Google warns five quantum attack paths could put $100 billion on Ethereum at risk
A 57-page whitepaper identifies how future quantum computers could target Ethereum’s wallets, smart contracts, staking system, Layer 2 networks and data verification layer, with combined exposure exceeding $100 billion.
What to know:
- A new Google Quantum AI paper warns that quantum computers could exploit at least five vulnerabilities in Ethereum, putting more than $100 billion in assets at risk.
- Because Ethereum public keys become permanently visible once a user transacts, Google estimates the top 1,000 wallets and at least 70 major admin-controlled smart contracts, including those backing key stablecoins, are exposed to quantum attacks.
- The paper finds that Ethereum’s proof-of-stake system, major Layer 2 networks and a one-time data availability setup are all vulnerable, and while the Ethereum Foundation is pursuing quantum-resistant upgrades by 2029, existing contracts and infrastructure must each be upgraded and rekeyed independently.
Most of the online reaction to Google Quantum AI’s paper, released late Monday, focused on bitcoin.

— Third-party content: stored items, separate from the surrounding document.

//! Project CRUD, scoped to the caller's company.

use axum::{
    extract::{Path, Query, State},
    response::IntoResponse,
    Json,
};
use chrono::{DateTime, Utc};
use std::sync::Arc;
use uuid::Uuid;

use super::{like_pattern, require_project, trimmed, validated};
use crate::api::{Created, DataResponse, MessageResponse, Paginated, PaginationParams};
use crate::app::AppState;
use crate::auth::RequireTenant;
use crate::domain::projects::{
    CreateProjectRequest, ProjectDetailResponse, ProjectQuery, ProjectResponse, ProjectStats,
    UpdateProjectRequest,
};
use crate::error::ApiError;
use crate::services::cache::keys;

#[derive(Debug, sqlx::FromRow)]
struct ProjectRow {
    id: Uuid,
    company_id: Uuid,
    name: String,
    job_number: String,
    location: Option<String>,
    project_type: Option<String>,
    customer_name: Option<String>,
    customer_contact: Option<String>,
    notes: Option<String>,
    created_by: Option<Uuid>,
    created_at: DateTime<Utc>,
    updated_at: DateTime<Utc>,
}

impl From<ProjectRow> for ProjectResponse {
    fn from(row: ProjectRow) -> Self {
        Self {
            id: row.id,
            company_id: row.company_id,
            name: row.name,
            job_number: row.job_number,
            location: row.location,
            project_type: row.project_type,
            customer_name: row.customer_name,
            customer_contact: row.customer_contact,
            notes: row.notes,
            created_by: row.created_by,
            created_at: row.created_at,
            updated_at: row.updated_at,
        }
    }
}

const PROJECT_COLUMNS: &str = "id, company_id, name, job_number, location, project_type, \
     customer_name, customer_contact, notes, created_by, created_at, updated_at";

/// POST /projects
pub async fn create_project(
    State(state): State<Arc<AppState>>,
    tenant: RequireTenant,
    Json(req): Json<CreateProjectRequest>,
) -> Result<impl IntoResponse, ApiError> {
    validated(req.validate())?;

    let row: ProjectRow = sqlx::query_as(&format!(
        r#"
        INSERT INTO projects (company_id, name, job_number, location, project_type,
                              customer_name, customer_contact, notes, created_by)
        VALUES ($1, $2, $3, $4, $5, $6, $7, $8, $9)
        RETURNING {}
        "#,
        PROJECT_COLUMNS
    ))
    .bind(tenant.company_id)
    .bind(req.name.trim())
    .bind(req.job_number.trim())
    .bind(trimmed(req.location))
    .bind(trimmed(req.project_type))
    .bind(trimmed(req.customer_name))
    .bind(trimmed(req.customer_contact))
    .bind(trimmed(req.notes))
    .bind(tenant.user_id)
    .fetch_one(&state.db)
    .await
    .map_err(|e| match ApiError::from(e) {
        ApiError::Conflict(_) => ApiError::conflict("A project with this job number already exists"),
        other => other,
    })?;

    tracing::info!(
        user_id = %tenant.user_id,
        company_id = %tenant.company_id,
        project_id = %row.id,
        job_number = %row.job_number,
        "Project created"
    );

    Ok(Created(ProjectResponse::from(row)))
}

/// GET /projects
pub async fn list_projects(
    State(state): State<Arc<AppState>>,
    tenant: RequireTenant,
    Query(params): Query<PaginationParams>,
    Query(query): Query<ProjectQuery>,
) -> Result<impl IntoResponse, ApiError> {
    let search = like_pattern(query.search.as_deref());

    let total: i64 = sqlx::query_scalar(
        r#"
        SELECT COUNT(*) FROM projects
        WHERE company_id = $1
        AND ($2::text IS NULL OR name ILIKE $2 OR job_number ILIKE $2)
        "#,
    )
    .bind(tenant.company_id)
    .bind(&search)
    .fetch_one(&state.db)
    .await?;

    let rows: Vec<ProjectRow> = sqlx::query_as(&format!(
        r#"
        SELECT {} FROM projects
        WHERE company_id = $1
        AND ($2::text IS NULL OR name ILIKE $2 OR job_number ILIKE $2)
        ORDER BY created_at DESC
        LIMIT $3 OFFSET $4
        "#,
        PROJECT_COLUMNS
    ))
    .bind(tenant.company_id)
    .bind(&search)
    .bind(params.limit())
    .bind(params.offset())
    .fetch_all(&state.db)
    .await?;

    let data: Vec<ProjectResponse> = rows.into_iter().map(Into::into).collect();
    Ok(Paginated::new(data, &params, total))
}

/// GET /projects/:project_id
pub async fn get_project(
    State(state): State<Arc<AppState>>,
    tenant: RequireTenant,
    Path(project_id): Path<Uuid>,
) -> Result<impl IntoResponse, ApiError> {
    let row: ProjectRow = sqlx::query_as(&format!(
        "SELECT {} FROM projects WHERE id = $1 AND company_id = $2",
        PROJECT_COLUMNS
    ))
    .bind(project_id)
    .bind(tenant.company_id)
    .fetch_optional(&state.db)
    .await?
    .ok_or_else(|| ApiError::not_found("Project not found"))?;

    let (document_count, takeoff_count, quote_count, estimate_count): (i64, i64, i64, i64) =
        sqlx::query_as(
            r#"
            SELECT
                (SELECT COUNT(*) FROM project_documents WHERE project_id = $1),
                (SELECT COUNT(*) FROM takeoff_items WHERE project_id = $1),
                (SELECT COUNT(*) FROM quotes WHERE project_id = $1),
                (SELECT COUNT(*) FROM estimates WHERE project_id = $1)
            "#,
        )
        .bind(project_id)
        .fetch_one(&state.db)
        .await?;

    Ok(Json(DataResponse::new(ProjectDetailResponse {
        project: row.into(),
        stats: ProjectStats {
            document_count,
            takeoff_count,
            quote_count,
            estimate_count,
        },
    })))
}

/// PUT /projects/:project_id
pub async fn update_project(
    State(state): State<Arc<AppState>>,
    tenant: RequireTenant,
    Path(project_id): Path<Uuid>,
    Json(req): Json<UpdateProjectRequest>,
) -> Result<impl IntoResponse, ApiError> {
    validated(req.validate())?;

    let row: ProjectRow = sqlx::query_as(&format!(
        r#"
        UPDATE projects SET
            name = COALESCE($3, name),
            job_number = COALESCE($4, job_number),
            location = COALESCE($5, location),
            project_type = COALESCE($6, project_type),
            customer_name = COALESCE($7, customer_name),
            customer_contact = COALESCE($8, customer_contact),
            notes = COALESCE($9, notes),
            updated_at = NOW()
        WHERE id = $1 AND company_id = $2
        RETURNING {}
        "#,
        PROJECT_COLUMNS
    ))
    .bind(project_id)
    .bind(tenant.company_id)
    .bind(trimmed(req.name))
    .bind(trimmed(req.job_number))
    .bind(trimmed(req.location))
    .bind(trimmed(req.project_type))
    .bind(trimmed(req.customer_name))
    .bind(trimmed(req.customer_contact))
    .bind(trimmed(req.notes))
    .fetch_optional(&state.db)
    .await
    .map_err(|e| match ApiError::from(e) {
        ApiError::Conflict(_) => ApiError::conflict("A project with this job number already exists"),
        other => other,
    })?
    .ok_or_else(|| ApiError::not_found("Project not found"))?;

    tracing::info!(
        user_id = %tenant.user_id,
        company_id = %tenant.company_id,
        project_id = %project_id,
        "Project updated"
    );

    Ok(Json(DataResponse::new(ProjectResponse::from(row))))
}

/// DELETE /projects/:project_id
///
/// Child rows go with the project through `ON DELETE CASCADE`; stored files
/// and cached parse results are removed afterwards.
pub async fn delete_project(
    State(state): State<Arc<AppState>>,
    tenant: RequireTenant,
    Path(project_id): Path<Uuid>,
) -> Result<impl IntoResponse, ApiError> {
    let project = require_project(&state.db, tenant.company_id, project_id).await?;

    let document_ids: Vec<Uuid> =
        sqlx::query_scalar("SELECT id FROM project_documents WHERE project_id = $1")
            .bind(project_id)
            .fetch_all(&state.db)
            .await?;

    sqlx::query("DELETE FROM projects WHERE id = $1 AND company_id = $2")
        .bind(project_id)
        .bind(tenant.company_id)
        .execute(&state.db)
        .await?;

    state.storage.delete_project(project_id).await;
    for document_id in &document_ids {
        state.cache.evict(&keys::parse_pattern(*document_id)).await;
    }

    tracing::info!(
        user_id = %tenant.user_id,
        company_id = %tenant.company_id,
        project_id = %project_id,
        documents = document_ids.len(),
        "Project deleted"
    );

    Ok(Json(MessageResponse::new(format!(
        "Project '{}' deleted",
        project.name
    ))))
}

The nine-minute attack, a 41% theft probability and the 6.9 million in possibly exposed BTC.
Ethereum’s section got less attention. It deserves more.
The whitepaper, co-authored with Ethereum Foundation researcher Justin Drake and Stanford’s Dan Boneh, mapped five ways a quantum computer could attack Ethereum, each targeting a different part of the network.
The combined exposure exceeds $100 billion at current prices, and the knock-on effects could be far larger.
Wallets that can never hide
On bitcoin, your public key (the cryptographic identity tied to your funds) can stay hidden behind a hash, a kind of digital fingerprint, until you spend. On Ethereum, the moment a user sends a transaction, their public key is permanently visible on the blockchain.